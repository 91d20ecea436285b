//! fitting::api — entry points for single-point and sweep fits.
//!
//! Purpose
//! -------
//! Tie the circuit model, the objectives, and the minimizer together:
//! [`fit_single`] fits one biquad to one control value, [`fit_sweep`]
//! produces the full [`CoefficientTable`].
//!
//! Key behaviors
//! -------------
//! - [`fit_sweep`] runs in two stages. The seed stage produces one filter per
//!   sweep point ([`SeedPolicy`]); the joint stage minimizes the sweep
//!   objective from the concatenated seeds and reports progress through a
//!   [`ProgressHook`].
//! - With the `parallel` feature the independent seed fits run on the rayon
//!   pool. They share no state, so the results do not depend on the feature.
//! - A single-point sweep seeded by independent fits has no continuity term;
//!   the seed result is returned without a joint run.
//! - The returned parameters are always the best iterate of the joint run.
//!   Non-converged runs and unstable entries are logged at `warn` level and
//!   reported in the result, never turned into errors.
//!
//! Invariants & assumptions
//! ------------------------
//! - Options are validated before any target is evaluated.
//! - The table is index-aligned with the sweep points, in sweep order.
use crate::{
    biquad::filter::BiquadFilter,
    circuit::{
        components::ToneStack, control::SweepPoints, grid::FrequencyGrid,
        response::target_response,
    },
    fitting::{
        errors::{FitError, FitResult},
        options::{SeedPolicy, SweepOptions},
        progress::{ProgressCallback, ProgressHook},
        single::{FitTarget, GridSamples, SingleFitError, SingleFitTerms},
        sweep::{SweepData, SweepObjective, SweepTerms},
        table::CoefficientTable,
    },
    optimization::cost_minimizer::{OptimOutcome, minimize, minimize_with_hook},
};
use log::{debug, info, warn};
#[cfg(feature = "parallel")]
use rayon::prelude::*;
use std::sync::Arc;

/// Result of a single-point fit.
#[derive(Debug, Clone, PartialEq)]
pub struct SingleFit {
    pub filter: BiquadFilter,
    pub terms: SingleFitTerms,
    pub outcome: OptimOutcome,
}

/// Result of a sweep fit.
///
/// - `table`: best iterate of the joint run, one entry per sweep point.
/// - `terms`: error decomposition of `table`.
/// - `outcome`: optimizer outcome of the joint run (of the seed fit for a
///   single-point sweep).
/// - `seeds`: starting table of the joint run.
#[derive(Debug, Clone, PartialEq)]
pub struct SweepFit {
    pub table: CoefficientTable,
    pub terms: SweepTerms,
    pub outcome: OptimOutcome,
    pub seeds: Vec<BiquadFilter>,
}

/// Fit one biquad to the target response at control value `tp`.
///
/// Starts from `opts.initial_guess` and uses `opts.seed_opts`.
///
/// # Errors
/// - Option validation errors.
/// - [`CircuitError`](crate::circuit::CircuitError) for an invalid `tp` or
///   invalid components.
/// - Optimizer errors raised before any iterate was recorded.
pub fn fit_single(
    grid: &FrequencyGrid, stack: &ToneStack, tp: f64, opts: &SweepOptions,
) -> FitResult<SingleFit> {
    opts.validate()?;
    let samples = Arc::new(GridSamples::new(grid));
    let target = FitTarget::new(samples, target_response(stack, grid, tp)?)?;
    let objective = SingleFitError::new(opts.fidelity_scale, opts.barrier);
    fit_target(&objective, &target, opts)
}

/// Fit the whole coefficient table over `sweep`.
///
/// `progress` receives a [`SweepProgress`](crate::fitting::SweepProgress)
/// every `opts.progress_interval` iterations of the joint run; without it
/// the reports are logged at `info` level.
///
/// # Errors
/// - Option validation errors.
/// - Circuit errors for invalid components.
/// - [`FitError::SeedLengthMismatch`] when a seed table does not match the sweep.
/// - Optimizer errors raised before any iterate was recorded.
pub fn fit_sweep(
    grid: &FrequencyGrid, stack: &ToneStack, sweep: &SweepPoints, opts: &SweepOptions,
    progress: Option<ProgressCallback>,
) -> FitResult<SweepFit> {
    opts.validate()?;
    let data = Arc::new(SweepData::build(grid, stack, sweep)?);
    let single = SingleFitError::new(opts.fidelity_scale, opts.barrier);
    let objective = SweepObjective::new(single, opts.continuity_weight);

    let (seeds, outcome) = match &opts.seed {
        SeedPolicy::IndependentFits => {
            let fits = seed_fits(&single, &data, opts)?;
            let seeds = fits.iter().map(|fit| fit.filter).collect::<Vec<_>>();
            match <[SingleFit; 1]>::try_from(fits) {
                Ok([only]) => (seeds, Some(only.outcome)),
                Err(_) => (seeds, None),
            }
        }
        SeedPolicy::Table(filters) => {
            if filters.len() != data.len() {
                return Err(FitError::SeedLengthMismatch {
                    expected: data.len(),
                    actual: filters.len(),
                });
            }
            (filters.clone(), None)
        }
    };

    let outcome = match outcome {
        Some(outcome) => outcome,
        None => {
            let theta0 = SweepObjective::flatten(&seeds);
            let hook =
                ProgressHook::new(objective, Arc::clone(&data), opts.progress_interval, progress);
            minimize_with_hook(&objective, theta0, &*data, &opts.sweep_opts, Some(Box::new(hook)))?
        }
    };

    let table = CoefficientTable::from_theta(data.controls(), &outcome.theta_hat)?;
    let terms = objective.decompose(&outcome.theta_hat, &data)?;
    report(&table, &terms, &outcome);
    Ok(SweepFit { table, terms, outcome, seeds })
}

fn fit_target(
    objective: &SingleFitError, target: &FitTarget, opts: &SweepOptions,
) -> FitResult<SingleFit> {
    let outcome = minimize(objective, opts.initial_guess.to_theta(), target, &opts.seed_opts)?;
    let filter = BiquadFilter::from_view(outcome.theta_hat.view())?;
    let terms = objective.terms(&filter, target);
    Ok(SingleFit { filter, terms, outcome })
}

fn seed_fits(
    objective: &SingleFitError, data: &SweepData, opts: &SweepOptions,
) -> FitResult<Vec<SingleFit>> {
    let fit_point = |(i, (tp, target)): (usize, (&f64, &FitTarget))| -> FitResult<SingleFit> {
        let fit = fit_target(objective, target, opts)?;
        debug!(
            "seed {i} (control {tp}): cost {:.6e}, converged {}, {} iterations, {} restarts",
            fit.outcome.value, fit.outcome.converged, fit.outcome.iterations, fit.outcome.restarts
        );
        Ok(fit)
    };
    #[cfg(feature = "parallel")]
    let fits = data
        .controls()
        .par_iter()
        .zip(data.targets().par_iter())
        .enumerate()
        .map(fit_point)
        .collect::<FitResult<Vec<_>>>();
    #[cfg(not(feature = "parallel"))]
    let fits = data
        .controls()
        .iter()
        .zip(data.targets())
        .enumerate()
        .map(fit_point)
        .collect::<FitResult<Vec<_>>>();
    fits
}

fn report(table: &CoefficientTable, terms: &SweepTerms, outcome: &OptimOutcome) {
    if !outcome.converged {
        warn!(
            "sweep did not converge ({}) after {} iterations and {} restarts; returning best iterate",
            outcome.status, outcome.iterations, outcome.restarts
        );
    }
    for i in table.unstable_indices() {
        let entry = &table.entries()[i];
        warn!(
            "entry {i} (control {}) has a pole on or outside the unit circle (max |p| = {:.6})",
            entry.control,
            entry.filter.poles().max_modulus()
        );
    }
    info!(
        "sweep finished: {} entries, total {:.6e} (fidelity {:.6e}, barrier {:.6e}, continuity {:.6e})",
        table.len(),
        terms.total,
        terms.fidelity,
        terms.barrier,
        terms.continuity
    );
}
===============
§ Requirement
Of the entries above, transcribe exactly those lines that fall between the line containing "let outcome = match" and the line containing "let fit_point = |(i, (tp, target)): (usize, (&f64, &FitTarget))|", together with those two lines.

§ Written solution
    let outcome = match outcome {
        Some(outcome) => outcome,
        None => {
            let theta0 = SweepObjective::flatten(&seeds);
            let hook =
                ProgressHook::new(objective, Arc::clone(&data), opts.progress_interval, progress);
            minimize_with_hook(&objective, theta0, &*data, &opts.sweep_opts, Some(Box::new(hook)))?
        }
    };

    let table = CoefficientTable::from_theta(data.controls(), &outcome.theta_hat)?;
    let terms = objective.decompose(&outcome.theta_hat, &data)?;
    report(&table, &terms, &outcome);
    Ok(SweepFit { table, terms, outcome, seeds })
}

fn fit_target(
    objective: &SingleFitError, target: &FitTarget, opts: &SweepOptions,
) -> FitResult<SingleFit> {
    let outcome = minimize(objective, opts.initial_guess.to_theta(), target, &opts.seed_opts)?;
    let filter = BiquadFilter::from_view(outcome.theta_hat.view())?;
    let terms = objective.terms(&filter, target);
    Ok(SingleFit { filter, terms, outcome })
}

fn seed_fits(
    objective: &SingleFitError, data: &SweepData, opts: &SweepOptions,
) -> FitResult<Vec<SingleFit>> {
    let fit_point = |(i, (tp, target)): (usize, (&f64, &FitTarget))| -> FitResult<SingleFit> {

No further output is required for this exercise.